I was asked on Facebook who some of the other women were who participated in the Raleigh Chapter of the Panel of American Women.  Here is the list that I have compiled from information I got from Mrs. Jackie Eisen (and the list is not complete).  They are in no particular order, but are listed by race or religion as my lists show (some lists didn't share that information).

Black - Cliff Wimberley, Barbara Bland, Sandra Hardy, Earle Blue, Carolyn Johnson, Cleo Carr, Dolores Walker, Nurry Johnson, Ann Heartley Hunt, Gwen Bailey, Celeste Beatty, Margaret Lockamy, Joan Silvey.
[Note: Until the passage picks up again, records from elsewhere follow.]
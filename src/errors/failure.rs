use axum::{
    http::StatusCode,
    response::{IntoResponse, Response},
    BoxError,
};
use std::any::Any;
use std::sync::Arc;
use thiserror::Error;

/// Business validation rejected the request input.
#[derive(Debug, Clone, PartialEq, Eq, Error)]
#[error("validation failed: {}", .errors.join("; "))]
pub struct ValidationFailure {
    pub errors: Vec<String>,
}

impl ValidationFailure {
    pub fn new<I, S>(errors: I) -> Self
    where
        I: IntoIterator<Item = S>,
        S: Into<String>,
    {
        Self {
            errors: errors.into_iter().map(Into::into).collect(),
        }
    }
}

/// Downstream code panicked while handling the request.
#[derive(Debug, Clone, Error)]
#[error("handler panicked: {message}")]
pub struct PanicFailure {
    pub message: String,
}

impl PanicFailure {
    /// Extract a readable message from a `catch_unwind` payload
    pub fn from_payload(payload: Box<dyn Any + Send + 'static>) -> Self {
        let message = if let Some(s) = payload.downcast_ref::<String>() {
            s.clone()
        } else if let Some(s) = payload.downcast_ref::<&str>() {
            s.to_string()
        } else {
            "unknown panic".to_string()
        };

        Self { message }
    }
}

/// Failure raised by request-handling code.
///
/// Handlers return `Result<T, Failure>`; the translator layer picks the failure
/// up from the response and writes the structured body.
#[derive(Debug, Error)]
pub enum Failure {
    #[error(transparent)]
    Validation(#[from] ValidationFailure),

    #[error("{0}")]
    Unhandled(#[source] BoxError),
}

impl Failure {
    pub fn validation<I, S>(errors: I) -> Self
    where
        I: IntoIterator<Item = S>,
        S: Into<String>,
    {
        Self::Validation(ValidationFailure::new(errors))
    }

    pub fn unhandled(err: impl Into<BoxError>) -> Self {
        Self::Unhandled(err.into())
    }
}

impl From<anyhow::Error> for Failure {
    fn from(err: anyhow::Error) -> Self {
        match err.downcast::<ValidationFailure>() {
            Ok(validation) => Self::Validation(validation),
            Err(other) => Self::Unhandled(other.into()),
        }
    }
}

/// Response extension marking a response as a placeholder for a raised failure.
#[derive(Debug, Clone)]
pub struct RaisedFailure(pub Arc<Failure>);

impl IntoResponse for Failure {
    fn into_response(self) -> Response {
        let mut response = StatusCode::INTERNAL_SERVER_ERROR.into_response();
        response
            .extensions_mut()
            .insert(RaisedFailure(Arc::new(self)));
        response
    }
}
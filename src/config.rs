use anyhow::{Context, Result};
use std::env;

#[derive(Debug, Clone)]
pub struct Config {
    pub server: ServerConfig,
    pub logging: LoggingConfig,
}

#[derive(Debug, Clone)]
pub struct ServerConfig {
    pub host: String,
    pub port: u16,
    pub instance_id: String,
}

#[derive(Debug, Clone)]
pub struct LoggingConfig {
    /// `EnvFilter` directives used when `RUST_LOG` is not set
    pub filter: String,
}

impl Default for LoggingConfig {
    fn default() -> Self {
        Self {
            filter: "info,failure_translator=debug".to_string(),
        }
    }
}

impl Config {
    pub fn from_env() -> Result<Self> {
        // Load .env file if it exists
        dotenvy::dotenv().ok();

        Ok(Config {
            server: ServerConfig {
                host: env::var("API_HOST").unwrap_or_else(|_| "0.0.0.0".to_string()),
                port: env::var("API_PORT")
                    .unwrap_or_else(|_| "8080".to_string())
                    .parse()
                    .context("API_PORT must be a valid port number")?,
                // Only used to tag logs. Falls back to HOSTNAME (Docker/Kubernetes).
                instance_id: env::var("INSTANCE_ID")
                    .or_else(|_| env::var("HOSTNAME"))
                    .unwrap_or_else(|_| "unknown".to_string()),
            },
            logging: LoggingConfig {
                filter: env::var("LOG_FILTER").unwrap_or_else(|_| LoggingConfig::default().filter),
            },
        })
    }

    pub fn server_address(&self) -> String {
        format!("{}:{}", self.server.host, self.server.port)
    }
}

#[cfg(test)]
mod tests {
    use super::*;

    #[test]
    fn test_server_address() {
        let config = Config {
            server: ServerConfig {
                host: "127.0.0.1".to_string(),
                port: 3000,
                instance_id: "test-instance".to_string(),
            },
            logging: LoggingConfig::default(),
        };

        assert_eq!(config.server_address(), "127.0.0.1:3000");
    }

    #[test]
    fn test_default_log_filter() {
        assert_eq!(
            LoggingConfig::default().filter,
            "info,failure_translator=debug"
        );
    }
}
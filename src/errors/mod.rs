//! Failure taxonomy and structured error bodies

pub mod classify;
pub mod codes;
pub mod failure;
pub mod response;

pub use classify::{error_chain, ClassifiedFailure, FailureCategory};
pub use codes::ErrorCode;
pub use failure::{Failure, PanicFailure, RaisedFailure, ValidationFailure};
pub use response::ErrorResponse;
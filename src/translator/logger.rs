use std::error::Error;
use tracing::{error, warn};

use super::FailureContext;
use crate::errors::{error_chain, FailureCategory};

/// Receives every failure the translator observes, before any response is written.
pub trait FailureLogger: Send + Sync + 'static {
    fn log(
        &self,
        failure: &(dyn Error + 'static),
        category: FailureCategory,
        context: &FailureContext,
    );
}

/// Default logger emitting one `tracing` event per failure
#[derive(Debug, Clone, Copy, Default)]
pub struct TracingFailureLogger;

impl FailureLogger for TracingFailureLogger {
    fn log(
        &self,
        failure: &(dyn Error + 'static),
        category: FailureCategory,
        context: &FailureContext,
    ) {
        let chain = error_chain(failure)
            .skip(1)
            .map(|e| e.to_string())
            .collect::<Vec<_>>();

        match category {
            FailureCategory::Validation => warn!(
                request_id = %context.request_id,
                method = %context.method,
                path = %context.path,
                category = %category,
                code = %category.code(),
                error = %failure,
                "Request failed validation"
            ),
            FailureCategory::Unhandled => error!(
                request_id = %context.request_id,
                method = %context.method,
                path = %context.path,
                category = %category,
                code = %category.code(),
                error = %failure,
                debug = ?failure,
                caused_by = ?chain,
                "Unhandled failure while processing request"
            ),
        }
    }
}
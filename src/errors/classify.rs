use std::error::Error;
use std::fmt;

use super::codes::ErrorCode;
use super::failure::{Failure, ValidationFailure};
use super::response::ErrorResponse;

/// Classification tag selecting the response template for a failure
#[derive(Debug, Clone, Copy, PartialEq, Eq, Hash)]
pub enum FailureCategory {
    Validation,
    Unhandled,
}

impl FailureCategory {
    pub fn code(&self) -> ErrorCode {
        match self {
            Self::Validation => ErrorCode::Validation,
            Self::Unhandled => ErrorCode::Unhandled,
        }
    }

    pub fn as_str(&self) -> &'static str {
        match self {
            Self::Validation => "validation",
            Self::Unhandled => "unhandled",
        }
    }
}

impl fmt::Display for FailureCategory {
    fn fmt(&self, f: &mut fmt::Formatter<'_>) -> fmt::Result {
        f.write_str(self.as_str())
    }
}

/// A raised failure after type inspection.
///
/// The unhandled message is kept for diagnostics only and never reaches the
/// response body.
#[derive(Debug, Clone, PartialEq, Eq)]
pub enum ClassifiedFailure {
    Validation { errors: Vec<String> },
    Unhandled { message: String },
}

impl ClassifiedFailure {
    /// Classify by walking the error and its `source()` chain.
    ///
    /// A `Failure` anywhere in the chain decides the category by its variant,
    /// so whatever an explicit `Failure::Unhandled` wraps stays hidden.
    /// Anything that is not a validation failure falls through to `Unhandled`.
    pub fn classify(failure: &(dyn Error + 'static)) -> Self {
        for err in error_chain(failure) {
            if let Some(raised) = err.downcast_ref::<Failure>() {
                return match raised {
                    Failure::Validation(validation) => Self::Validation {
                        errors: validation.errors.clone(),
                    },
                    Failure::Unhandled(_) => Self::unhandled(failure),
                };
            }

            if let Some(validation) = err.downcast_ref::<ValidationFailure>() {
                return Self::Validation {
                    errors: validation.errors.clone(),
                };
            }
        }

        Self::unhandled(failure)
    }

    fn unhandled(failure: &(dyn Error + 'static)) -> Self {
        Self::Unhandled {
            message: failure.to_string(),
        }
    }

    pub fn category(&self) -> FailureCategory {
        match self {
            Self::Validation { .. } => FailureCategory::Validation,
            Self::Unhandled { .. } => FailureCategory::Unhandled,
        }
    }

    pub fn into_response_body(self) -> ErrorResponse {
        match self {
            Self::Validation { errors } => ErrorResponse::validation(errors),
            Self::Unhandled { .. } => ErrorResponse::unhandled(),
        }
    }
}

/// Iterate an error followed by each of its sources
pub fn error_chain<'a>(
    err: &'a (dyn Error + 'static),
) -> impl Iterator<Item = &'a (dyn Error + 'static)> {
    std::iter::successors(Some(err), |&e| e.source())
}

#[cfg(test)]
mod tests {
    use super::*;
    use crate::errors::PanicFailure;
    use thiserror::Error;

    #[derive(Debug, Error)]
    #[error("could not create user")]
    struct CreateUserError {
        #[source]
        cause: ValidationFailure,
    }

    #[test]
    fn test_classify_validation_failure() {
        let failure = ValidationFailure::new(["Error1, Error2"]);
        let classified = ClassifiedFailure::classify(&failure);
        assert_eq!(
            classified,
            ClassifiedFailure::Validation {
                errors: vec!["Error1, Error2".to_string()]
            }
        );
        assert_eq!(classified.category(), FailureCategory::Validation);
    }

    #[test]
    fn test_classify_failure_enum() {
        let failure = Failure::validation(["a", "b"]);
        assert_eq!(
            ClassifiedFailure::classify(&failure),
            ClassifiedFailure::Validation {
                errors: vec!["a".to_string(), "b".to_string()]
            }
        );

        let failure = Failure::unhandled("Oooops error!");
        assert_eq!(
            ClassifiedFailure::classify(&failure).category(),
            FailureCategory::Unhandled
        );
    }

    #[test]
    fn test_classify_wrapped_validation_failure() {
        let failure = CreateUserError {
            cause: ValidationFailure::new(["email is invalid"]),
        };
        assert_eq!(
            ClassifiedFailure::classify(&failure).category(),
            FailureCategory::Validation
        );
    }

    #[test]
    fn test_explicit_unhandled_hides_wrapped_validation() {
        let failure = Failure::unhandled(ValidationFailure::new([
            "upstream billing api rejected account_id=998877",
        ]));
        let classified = ClassifiedFailure::classify(&failure);
        assert_eq!(classified.category(), FailureCategory::Unhandled);
        assert_eq!(classified.into_response_body(), ErrorResponse::unhandled());
    }

    #[test]
    fn test_nested_unhandled_failure_decides_category() {
        #[derive(Debug, Error)]
        #[error("billing sync failed")]
        struct SyncError {
            #[source]
            cause: Failure,
        }

        let failure = SyncError {
            cause: Failure::unhandled(ValidationFailure::new(["internal detail"])),
        };
        assert_eq!(
            ClassifiedFailure::classify(&failure).category(),
            FailureCategory::Unhandled
        );
    }

    #[test]
    fn test_classify_unknown_error_defaults_to_unhandled() {
        let failure = std::io::Error::new(std::io::ErrorKind::Other, "Oooops error!");
        let classified = ClassifiedFailure::classify(&failure);
        assert_eq!(
            classified,
            ClassifiedFailure::Unhandled {
                message: "Oooops error!".to_string()
            }
        );
        assert_eq!(classified.into_response_body(), ErrorResponse::unhandled());
    }

    #[test]
    fn test_classify_panic_is_unhandled() {
        let failure = PanicFailure {
            message: "index out of bounds".to_string(),
        };
        assert_eq!(
            ClassifiedFailure::classify(&failure).category(),
            FailureCategory::Unhandled
        );
    }

    #[test]
    fn test_unhandled_message_never_reaches_body() {
        let body = ClassifiedFailure::Unhandled {
            message: "secret connection string".to_string(),
        }
        .into_response_body();
        let json = String::from_utf8(body.to_json_bytes().unwrap()).unwrap();
        assert!(!json.contains("secret"));
    }

    #[test]
    fn test_error_chain_walks_sources() {
        let failure = CreateUserError {
            cause: ValidationFailure::new(["x"]),
        };
        assert_eq!(error_chain(&failure).count(), 2);
    }
}
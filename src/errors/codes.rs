use serde::{Deserialize, Serialize};
use std::fmt;
use utoipa::ToSchema;

/// Stable machine-readable error codes carried in every error body.
///
/// Codes are fixed-width strings and never change meaning once published;
/// new failure categories get new codes.
#[derive(Debug, Clone, Copy, PartialEq, Eq, Hash, Serialize, Deserialize, ToSchema)]
pub enum ErrorCode {
    /// Input validation failed
    #[serde(rename = "00001")]
    Validation,

    /// Anything the pipeline did not anticipate
    #[serde(rename = "00009")]
    Unhandled,
}

impl fmt::Display for ErrorCode {
    fn fmt(&self, f: &mut fmt::Formatter<'_>) -> fmt::Result {
        f.write_str(self.as_str())
    }
}

impl ErrorCode {
    pub fn as_str(&self) -> &'static str {
        match self {
            Self::Validation => "00001",
            Self::Unhandled => "00009",
        }
    }

    /// Get HTTP status code for this error
    pub fn status_code(&self) -> u16 {
        match self {
            Self::Validation => 400,
            Self::Unhandled => 500,
        }
    }

    /// Summary sent to the client in the `message` field
    pub fn message(&self) -> &'static str {
        match self {
            Self::Validation => "Validation errors",
            Self::Unhandled => "Unhandled error",
        }
    }
}
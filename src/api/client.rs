use std::fmt;

use async_trait::async_trait;
use log::{debug, info, warn};
use serde::de::DeserializeOwned;

use super::types::{AnalysisRequest, AnalysisResult, HealthResponse};

/// Errors that can occur while talking to the analysis backend.
///
/// The UI collapses all of these into one "analysis failed" message; the
/// variants exist so the log says what actually went wrong.
#[derive(Debug, Clone, PartialEq, Eq)]
pub enum ClientError {
    /// Network-level failure (connection refused, DNS, reset).
    Network(String),
    /// Backend answered with a non-2xx status.
    Api { status: u16, message: String },
    /// 2xx response whose body didn't match the expected shape.
    Parse(String),
}

impl fmt::Display for ClientError {
    fn fmt(&self, f: &mut fmt::Formatter<'_>) -> fmt::Result {
        match self {
            ClientError::Network(msg) => write!(f, "network error: {msg}"),
            ClientError::Api { status, message } => {
                write!(f, "API error (HTTP {status}): {message}")
            }
            ClientError::Parse(msg) => write!(f, "parse error: {msg}"),
        }
    }
}

impl std::error::Error for ClientError {}

#[async_trait]
pub trait AnalysisClient: Send + Sync {
    /// Base URL this client talks to (shown in the title bar).
    fn base_url(&self) -> &str;

    /// Submits one review for analysis.
    async fn analyze(&self, request: &AnalysisRequest) -> Result<AnalysisResult, ClientError>;

    /// Checks that the backend is up; returns its greeting.
    async fn health(&self) -> Result<String, ClientError>;
}

/// reqwest-backed client for the review analysis backend.
pub struct HttpAnalysisClient {
    base_url: String,
    client: reqwest::Client,
}

impl HttpAnalysisClient {
    pub fn new(base_url: impl Into<String>) -> Self {
        let base_url = base_url.into().trim_end_matches('/').to_string();
        Self {
            base_url,
            client: reqwest::Client::new(),
        }
    }

    /// Lists stored analyses, newest first.
    pub async fn list_reviews(&self) -> Result<Vec<AnalysisResult>, ClientError> {
        let url = format!("{}/api/reviews", self.base_url);
        info!("Fetching review history from {}", url);
        let response = self
            .client
            .get(&url)
            .send()
            .await
            .map_err(|e| ClientError::Network(e.to_string()))?;
        read_json(response).await
    }
}

#[async_trait]
impl AnalysisClient for HttpAnalysisClient {
    fn base_url(&self) -> &str {
        &self.base_url
    }

    async fn analyze(&self, request: &AnalysisRequest) -> Result<AnalysisResult, ClientError> {
        let url = format!("{}/api/analyze-review", self.base_url);
        info!(
            "POST {} (product_len={}, review_len={})",
            url,
            request.product_name.len(),
            request.review_text.len()
        );

        let response = self
            .client
            .post(&url)
            .json(request)
            .send()
            .await
            .map_err(|e| ClientError::Network(e.to_string()))?;

        read_json(response).await
    }

    async fn health(&self) -> Result<String, ClientError> {
        let url = format!("{}/", self.base_url);
        let response = self
            .client
            .get(&url)
            .send()
            .await
            .map_err(|e| ClientError::Network(e.to_string()))?;
        let health: HealthResponse = read_json(response).await?;
        Ok(health.message)
    }
}

/// Checks the status, then decodes the body as `T`.
async fn read_json<T: DeserializeOwned>(response: reqwest::Response) -> Result<T, ClientError> {
    let status = response.status();
    debug!("Backend response status: {}", status);

    if !status.is_success() {
        let err_body = response
            .text()
            .await
            .unwrap_or_else(|_| "unknown error".to_string());
        warn!("Backend error: {} - {}", status.as_u16(), err_body);
        return Err(ClientError::Api {
            status: status.as_u16(),
            message: err_body,
        });
    }

    let body = response
        .text()
        .await
        .map_err(|e| ClientError::Network(e.to_string()))?;
    debug!("Backend response body: {} bytes", body.len());

    serde_json::from_str(&body).map_err(|e| {
        warn!("Unexpected response body: {}", e);
        ClientError::Parse(e.to_string())
    })
}
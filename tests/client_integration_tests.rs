use review_analyzer::api::{
    AnalysisClient, AnalysisRequest, ClientError, HttpAnalysisClient,
};
use review_analyzer::coordinator::analyze_once;
use review_analyzer::core::render::render;
use review_analyzer::core::state::{ANALYSIS_FAILED_MESSAGE, App, DisplayState, FormInput};
use serde_json::json;
use wiremock::{
    Mock, MockServer, ResponseTemplate,
    matchers::{body_json, method, path},
};

// ============================================================================
// Helper Functions
// ============================================================================

fn sample_request() -> AnalysisRequest {
    AnalysisRequest {
        product_name: "Aurora Headphones".to_string(),
        review_text: "Comfortable for hours, but the case feels cheap.".to_string(),
    }
}

async fn mount_analysis(server: &MockServer, response: ResponseTemplate) {
    Mock::given(method("POST"))
        .and(path("/api/analyze-review"))
        .respond_with(response)
        .mount(server)
        .await;
}

// ============================================================================
// Analyze
// ============================================================================

#[tokio::test]
async fn test_analyze_success_sends_both_fields() {
    let mock_server = MockServer::start().await;

    Mock::given(method("POST"))
        .and(path("/api/analyze-review"))
        .and(body_json(json!({
            "product_name": "Aurora Headphones",
            "review_text": "Comfortable for hours, but the case feels cheap."
        })))
        .respond_with(ResponseTemplate::new(200).set_body_json(json!({
            "id": 12,
            "product_name": "Aurora Headphones",
            "review_text": "Comfortable for hours, but the case feels cheap.",
            "sentiment": "POSITIVE",
            "key_points": "Comfortable for long sessions\nCase feels cheap",
            "created_at": "2024-03-02T10:15:00.000123"
        })))
        .expect(1)
        .mount(&mock_server)
        .await;

    let client = HttpAnalysisClient::new(mock_server.uri());
    let result = client.analyze(&sample_request()).await.unwrap();

    assert_eq!(result.sentiment, "POSITIVE");
    assert_eq!(result.id, Some(12));
    assert_eq!(
        render(&result).points,
        vec!["Comfortable for long sessions", "Case feels cheap"]
    );
}

#[tokio::test]
async fn test_analyze_trailing_slash_in_base_url() {
    let mock_server = MockServer::start().await;
    mount_analysis(
        &mock_server,
        ResponseTemplate::new(200)
            .set_body_json(json!({"sentiment": "NEUTRAL", "key_points": "Fine"})),
    )
    .await;

    let client = HttpAnalysisClient::new(format!("{}/", mock_server.uri()));
    let result = client.analyze(&sample_request()).await.unwrap();
    assert_eq!(result.sentiment, "NEUTRAL");
}

#[tokio::test]
async fn test_analyze_server_error_is_api_error() {
    let mock_server = MockServer::start().await;
    mount_analysis(
        &mock_server,
        ResponseTemplate::new(500).set_body_string("Internal Server Error"),
    )
    .await;

    let client = HttpAnalysisClient::new(mock_server.uri());
    let err = client.analyze(&sample_request()).await.unwrap_err();

    match err {
        ClientError::Api { status, message } => {
            assert_eq!(status, 500);
            assert!(message.contains("Internal Server Error"));
        }
        other => panic!("Expected Api error, got {:?}", other),
    }
}

#[tokio::test]
async fn test_analyze_malformed_body_is_parse_error() {
    let mock_server = MockServer::start().await;
    mount_analysis(
        &mock_server,
        ResponseTemplate::new(200).set_body_string("<html>not json</html>"),
    )
    .await;

    let client = HttpAnalysisClient::new(mock_server.uri());
    let err = client.analyze(&sample_request()).await.unwrap_err();
    assert!(matches!(err, ClientError::Parse(_)), "got {:?}", err);
}

#[tokio::test]
async fn test_analyze_missing_sentiment_is_parse_error() {
    let mock_server = MockServer::start().await;
    mount_analysis(
        &mock_server,
        ResponseTemplate::new(200).set_body_json(json!({"key_points": "Only points"})),
    )
    .await;

    let client = HttpAnalysisClient::new(mock_server.uri());
    let err = client.analyze(&sample_request()).await.unwrap_err();
    assert!(matches!(err, ClientError::Parse(_)), "got {:?}", err);
}

#[tokio::test]
async fn test_analyze_missing_key_points_reads_as_empty() {
    let mock_server = MockServer::start().await;
    mount_analysis(
        &mock_server,
        ResponseTemplate::new(200).set_body_json(json!({"sentiment": "NEGATIVE"})),
    )
    .await;

    let client = HttpAnalysisClient::new(mock_server.uri());
    let result = client.analyze(&sample_request()).await.unwrap();
    assert_eq!(result.key_points, "");
    assert!(render(&result).points.is_empty());
}

#[tokio::test]
async fn test_analyze_unreachable_backend_is_network_error() {
    // Nothing listens on port 1
    let client = HttpAnalysisClient::new("http://127.0.0.1:1");
    let err = client.analyze(&sample_request()).await.unwrap_err();
    assert!(matches!(err, ClientError::Network(_)), "got {:?}", err);
}

// ============================================================================
// History and Health
// ============================================================================

#[tokio::test]
async fn test_list_reviews() {
    let mock_server = MockServer::start().await;

    Mock::given(method("GET"))
        .and(path("/api/reviews"))
        .respond_with(ResponseTemplate::new(200).set_body_json(json!([
            {
                "id": 2,
                "product_name": "Kettle",
                "review_text": "Boils fast.",
                "sentiment": "POSITIVE",
                "key_points": "Boils fast",
                "created_at": "2024-03-02T10:15:00"
            },
            {
                "id": 1,
                "product_name": "Toaster",
                "review_text": "Burns everything.",
                "sentiment": "NEGATIVE",
                "key_points": null,
                "created_at": "2024-03-01T08:00:00"
            }
        ])))
        .mount(&mock_server)
        .await;

    let client = HttpAnalysisClient::new(mock_server.uri());
    let reviews = client.list_reviews().await.unwrap();

    assert_eq!(reviews.len(), 2);
    assert_eq!(reviews[0].product_name.as_deref(), Some("Kettle"));
    assert_eq!(reviews[1].key_points, "");
    assert_eq!(
        reviews[0].created_at_display().as_deref(),
        Some("2024-03-02 10:15")
    );
}

#[tokio::test]
async fn test_health_returns_message() {
    let mock_server = MockServer::start().await;

    Mock::given(method("GET"))
        .and(path("/"))
        .respond_with(
            ResponseTemplate::new(200)
                .set_body_json(json!({"message": "Review Analyzer API is running"})),
        )
        .mount(&mock_server)
        .await;

    let client = HttpAnalysisClient::new(mock_server.uri());
    assert_eq!(
        client.health().await.unwrap(),
        "Review Analyzer API is running"
    );
}

// ============================================================================
// End to End
// ============================================================================

#[tokio::test]
async fn test_analyze_once_reaches_result_state() {
    let mock_server = MockServer::start().await;
    mount_analysis(
        &mock_server,
        ResponseTemplate::new(200).set_body_json(json!({
            "sentiment": "NEGATIVE",
            "key_points": "Arrived scratched\n\nSupport never replied"
        })),
    )
    .await;

    let client = HttpAnalysisClient::new(mock_server.uri());
    let mut app = App::new(mock_server.uri());

    let display = analyze_once(
        &mut app,
        &client,
        FormInput::new("Desk Lamp", "Arrived scratched and support never replied."),
    )
    .await;

    let payload = display.result().expect("expected Result state");
    let breakdown = render(payload);
    assert_eq!(breakdown.sentiment_label, "NEGATIVE");
    assert_eq!(
        breakdown.points,
        vec!["Arrived scratched", "Support never replied"]
    );
}

#[tokio::test]
async fn test_analyze_once_failure_reaches_error_state() {
    let mock_server = MockServer::start().await;
    mount_analysis(&mock_server, ResponseTemplate::new(503)).await;

    let client = HttpAnalysisClient::new(mock_server.uri());
    let mut app = App::new(mock_server.uri());

    let display = analyze_once(
        &mut app,
        &client,
        FormInput::new("Desk Lamp", "Bright enough."),
    )
    .await;

    assert_eq!(
        display,
        &DisplayState::Error {
            message: ANALYSIS_FAILED_MESSAGE.to_string()
        }
    );
    assert!(display.result().is_none());
}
Catholic - Mary Bode, Pat Gessner, Linda Macior, Eileen Moran

Jewish - Jackie  Eisen, Sherry Tove, Harriet Jablonover, Lea Bolt, Sylvia Ruby, Jackie Schlesinger, Ellen Deutsch

WASP (White, Anglo-Saxon, Protestant) - Bettye Martin, Bobbi Armstrong, Becky Basnight Toole, Lindsey Tate, Meta Ellington, Fran Myers, Barbara Parker, Ruth Steen, Pat Warner, Betty Adcock, Margot Maddox

These women were not...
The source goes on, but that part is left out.